From 281bad805cce36df8b1e0600b5568228c0130f7d Mon Sep 17 00:00:00 2001
From: Michael Benayoun <michael@huggingface.co>
Date: Fri, 5 Jul 2024 10:24:49 +0200
Subject: [PATCH] Fix MPMD detected error during training with TP (#648)

---
 .github/workflows/test_trainium_common.yml | 2 +-
 optimum/neuron/accelerate/accelerator.py   | 9 +++++++--
 optimum/neuron/trainers.py                 | 4 ----
 optimum/neuron/utils/runner.py             | 2 +-
 4 files changed, 9 insertions(+), 8 deletions(-)

diff --git a/.github/workflows/test_trainium_common.yml b/.github/workflows/test_trainium_common.yml
index c2bbe2419..738d4d482 100644
--- a/.github/workflows/test_trainium_common.yml
+++ b/.github/workflows/test_trainium_common.yml
@@ -52,7 +52,7 @@ jobs:
       - name: Run tests on Neuron cores
         run: |
           source aws_neuron_venv_pytorch/bin/activate
-          HF_TOKEN=${{ secrets.HF_TOKEN_OPTIMUM_NEURON_CI }} USE_VENV="false" pytest -m "is_trainium_test" $TESTS_TO_IGNORE_FLAGS tests --durations=0
+          HF_TOKEN=${{ secrets.HF_TOKEN_OPTIMUM_NEURON_CI }} USE_VENV="false" pytest -m "is_trainium_test" $TESTS_TO_IGNORE_FLAGS tests --durations=0 -v
       - name: Collect staging tests on Neuron Cores
         run: |
           source aws_neuron_venv_pytorch/bin/activate
diff --git a/optimum/neuron/accelerate/accelerator.py b/optimum/neuron/accelerate/accelerator.py
index ee08423cf..c3ef669f3 100644
--- a/optimum/neuron/accelerate/accelerator.py
+++ b/optimum/neuron/accelerate/accelerator.py
@@ -521,8 +521,13 @@ def autocast(self, cache_enabled: bool = False, autocast_handler: Optional[Autoc
             #   - `self.state.mixed_precision == "bf16"`
             #   - `self.state.autocast_backend is AutocastBackend.AMP`
             autocast_handler = self.autocast_handler
-        autocast_kwargs = autocast_handler.to_kwargs()

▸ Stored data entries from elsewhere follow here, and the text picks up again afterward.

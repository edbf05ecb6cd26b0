//! `KalkanDB` CLI tool for secret management and shadow-index debugging.

#![warn(clippy::pedantic, clippy::nursery)]

use anyhow::Context as _;
use clap::{Parser, Subcommand};
use kalkandb::digest::keyed_digest;
use kalkandb_key_env::EnvKeyProvider;
use rand::rngs::OsRng;
use rand::RngCore;

#[derive(Parser)]
#[command(name = "kalkandb")]
#[command(about = "KalkanDB secret management CLI", long_about = None)]
struct Cli {
    #[command(subcommand)]
    command: Commands,
}

#[derive(Subcommand)]
enum Commands {
    /// Generate a fresh master key and hashing salt
    Keygen {
        /// Environment variable prefix
        #[arg(short, long, default_value = "KALKANDB")]
        prefix: String,
    },
    /// Compute the shadow-index digest of a value using the environment's salt
    Digest {
        /// The plaintext value to digest
        value: String,
        /// Environment variable prefix
        #[arg(short, long, default_value = "KALKANDB")]
        prefix: String,
    },
}

fn main() -> anyhow::Result<()> {
    let cli = Cli::parse();

    match cli.command {
        Commands::Keygen { prefix } => {
            let mut master = [0u8; 32];
            OsRng.fill_bytes(&mut master);

            let mut salt = [0u8; 32];
            OsRng.fill_bytes(&mut salt);

            println!("export {prefix}__MASTER_KEY={}", hex::encode(master));
            println!("export {prefix}__HASHING_SALT={}", hex::encode(salt));
        }
        Commands::Digest { value, prefix } => {
            let provider = EnvKeyProvider::from_env_prefixed(&prefix)
                .with_context(|| format!("failed to load secrets from {prefix}__* variables"))?;

            let digest = keyed_digest(&provider, value.as_bytes())
                .context("digest computation failed")?;

            println!("{digest}");
        }
    }

    Ok(())
}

-        autocast_context = torch.autocast(dtype=torch.bfloat16, device_type="cuda", **autocast_kwargs)
+
+        if autocast_handler.enabled:
+            autocast_kwargs = autocast_handler.to_kwargs()
+            autocast_context = torch.autocast(dtype=torch.bfloat16, device_type="cuda", **autocast_kwargs)
+        else:
+            autocast_context = contextlib.nullcontext()
+
         autocast_context.__enter__()
         yield
         autocast_context.__exit__(*sys.exc_info())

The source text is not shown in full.